A veces, me viene a la memoria el recuerdo vago de una época pasada en la que mi estado habitual era el de una persona ansiosa. A ojos de los demás yo era una mujer inquieta, hiperactiva, entregada, trabajadora, perfeccionista… El tema es que, en realidad, la verdadera fuente de todo ese “no parar de hacer” y esa “agenda repleta de cosas” y ese “no tengo tiempo para nada” y ese “si no yo, ¿quién lo hará?” se ocultaba la energía densa, espesa, pesada y pegajosa de Doña Ansiedad…
A fecha de hoy —y gracias a lo vivido en mi piel, lo aprendido con Phil Maffetone y lo experimentado a través de nuestros clientes—, soy capaz de comprender hasta qué punto la persona de perfil ansioso acumula, por lo habitual, toda una serie de factores físicos, mentales y emocionales. En cualquier caso, su conducta se basa en un círculo vicioso que se retroalimenta de miedos, creencias limitantes, emociones bloqueadas (o ignoradas o mal canalizadas) y… SÍ, también de un exceso de azúcares en la dieta.
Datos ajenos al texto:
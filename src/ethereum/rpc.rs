//! Raw JSON-RPC shapes for `eth_getBlockByNumber` and `eth_getTransactionByHash`

use alloy::primitives::{Address, Bloom, Bytes, B256, B64, U256, U64};
use serde::{Deserialize, Serialize};

#[derive(Debug, Clone, Default, PartialEq, Eq, Serialize, Deserialize)]
#[serde(rename_all = "camelCase")]
pub struct RpcBlock {
    #[serde(default)]
    pub hash: Option<B256>,
    pub parent_hash: B256,
    #[serde(rename = "sha3Uncles")]
    pub uncles_hash: B256,
    pub miner: Address,
    pub state_root: B256,
    pub transactions_root: B256,
    pub receipts_root: B256,
    pub logs_bloom: Bloom,
    #[serde(default)]
    pub difficulty: U256,
    pub number: U64,
    pub gas_limit: U64,
    pub gas_used: U64,
    pub timestamp: U64,
    #[serde(default)]
    pub extra_data: Bytes,
    #[serde(default)]
    pub mix_hash: B256,
    #[serde(default)]
    pub nonce: B64,
    #[serde(default)]
    pub base_fee_per_gas: Option<U256>,
    #[serde(default)]
    pub withdrawals_root: Option<B256>,
    #[serde(default)]
    pub blob_gas_used: Option<U64>,
    #[serde(default)]
    pub excess_blob_gas: Option<U64>,
    #[serde(default)]
    pub parent_beacon_block_root: Option<B256>,
    #[serde(default)]
    pub requests_hash: Option<B256>,
    /// Full transaction objects; blocks are always requested with `true`
    #[serde(default)]
    pub transactions: Vec<RpcTransaction>,
}

#[derive(Debug, Clone, Default, PartialEq, Eq, Serialize, Deserialize)]
#[serde(rename_all = "camelCase")]
pub struct RpcTransaction {
    pub hash: B256,
    pub nonce: U64,
    #[serde(default)]
    pub block_hash: Option<B256>,
    #[serde(default)]
    pub block_number: Option<U64>,
    #[serde(default)]
    pub transaction_index: Option<U64>,
    pub from: Address,
    #[serde(default)]
    pub to: Option<Address>,
    #[serde(default)]
    pub value: U256,
    #[serde(default)]
    pub gas_price: Option<U256>,
    #[serde(default)]
    pub max_fee_per_gas: Option<U256>,
    pub gas: U64,
    #[serde(default)]
    pub input: Bytes,
    #[serde(default)]
    pub v: Option<U256>,
    #[serde(default)]
    pub y_parity: Option<U64>,
    #[serde(default)]
    pub r: Option<U256>,
    #[serde(default)]
    pub s: Option<U256>,
    #[serde(default)]
    pub chain_id: Option<U64>,
    #[serde(default, rename = "type")]
    pub tx_type: Option<U64>,
    #[serde(default)]
    pub blob_versioned_hashes: Vec<B256>,
}


#[cfg(test)]
mod tests {
    use super::*;
    use serde_json::json;

    #[test]
    fn test_deserialize_dynamic_fee_transaction() {
        let raw = json!({
            "hash": "0x88df016429689c079f3b2f6ad39fa052532c56795b733da78a91ebe6a713944b",
            "nonce": "0x15",
            "blockHash": "0x1d59ff54b1eb26b013ce3cb5fc9dab3705b415a67127a003c3e61eb445bb8df2",
            "blockNumber": "0x5daf3b",
            "transactionIndex": "0x41",
            "from": "0xa7d9ddbe1f17865597fbd27ec712455208b6b76d",
            "to": "0xf02c1c8e6114b1dbe8937a39260b5b0a374432bb",
            "value": "0xf3dbb76162000",
            "gasPrice": "0x4a817c800",
            "maxFeePerGas": "0x4a817c800",
            "maxPriorityFeePerGas": "0x3b9aca00",
            "gas": "0xc350",
            "input": "0x68656c6c6f21",
            "v": "0x1",
            "yParity": "0x1",
            "r": "0x1b5e176d927f8e9ab405058b2d2457392da3e20f328b16ddabcebc33eaac5fea",
            "s": "0x4ba69724e8f69de52f0125ad8b3c5c2cef33019bac3249e2c0a2192766d1721c",
            "chainId": "0x1",
            "type": "0x2",
            "accessList": []
        });

        let tx: RpcTransaction = serde_json::from_value(raw).unwrap();
        assert_eq!(tx.nonce, U64::from(0x15));
        assert_eq!(tx.block_number, Some(U64::from(0x5daf3b)));
        assert_eq!(tx.tx_type, Some(U64::from(2)));
        assert_eq!(tx.input.as_ref(), b"hello!");
        assert!(tx.blob_versioned_hashes.is_empty());
    }

    #[test]
    fn test_deserialize_pending_contract_creation() {
        let raw = json!({
            "hash": "0x88df016429689c079f3b2f6ad39fa052532c56795b733da78a91ebe6a713944b",
            "nonce": "0x0",
            "blockHash": null,
            "blockNumber": null,
            "transactionIndex": null,
            "from": "0xa7d9ddbe1f17865597fbd27ec712455208b6b76d",
            "to": null,
            "value": "0x0",
            "gasPrice": "0x1",
            "gas": "0x5208",
            "input": "0x6080"
        });

        let tx: RpcTransaction = serde_json::from_value(raw).unwrap();
        assert!(tx.block_hash.is_none());
        assert!(tx.to.is_none());
        assert!(tx.tx_type.is_none());
    }
}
Como suelo explicar a mis clientes, una mente ansiosa es el fruto de un cerebro “yonqui”. Un cerebro estresado que busca evadirse como sea: fumando, comiendo alimentos dulces o en exceso, entrenando hasta reventar, practicando sexo a todas horas, jugando al póker, drogándose legal o ilegalmente, llenándose la agenda minuto a minuto… o ¡qué más da! Porque aquí lo de menos es la estrategia que utilicemos para calmar a nuestro cerebro desquiciado. Aquí, lo realmente importante, y urgente, es tomar conciencia de que, en tales casos, somos esclavos a tiempo completo de una neurología alterada y poco funcional para nosotros (y para quienes nos rodean).
Lo relevante, y a veces aterrador, es darse cuenta de que vivimos condicionados por los ataques de hambre canina, las hiperventilaciones, las lloreras, los ataques de ira, la necesidad de control, los calentones o el mono (de lo que sea). Una vez que se nos ha caído el velo de los ojos y entendemos que nosotros no somos ESO, podemos empezar a tomar acciones para calmar al yonqui que tenemos dentro del cráneo y así comenzar a gestionar mejor nuestro día a día.
Sé que a muchos de los que estáis leyendo esto, se os acaba de subir una ceja, o dos. Conozco esa mirada de escepticismo porque la veo a menudo en los ojos de las personas a quienes entrevisto por primera vez. Y aún así, insisto: empieza por privar a tu cerebro yonqui de su dosis diaria de azúcares refinados y verás cómo, en pocos días, empiezas a respirar mejor, a fumar menos, a desear menos azúcar/comida/café, a dormir mejor, a tener menos pensamientos obsesivos, a comer más despacio, a saborear más, a sonreír por más tiempo, a fluir y a disfrutar más de tu vida sin necesidad de llenarla de mil y una actividades. Y ya que te pones, incluye también grasas saludables en tu dieta y descubrirás que la buena saciedad te aporta serenidad, energía estable y una capacidad de reacción ante los estímulos diarios, que ni en tu sueño más zen te habrías imaginado.
Cualquier situación de estrés puede actuar como el desencadenante de ese círculo vicioso. Lo magnífico de antumizarse es que —una vez que has descubierto cómo funciona todo esto— te vuelves poderoso; pues ahora ya sabes cómo recuperar el circuito de recompensa natural de tu cerebro. Y cómo actuar, ahora sí, según tu libre albedrío.
Y te lo juro: no es magia. Es química.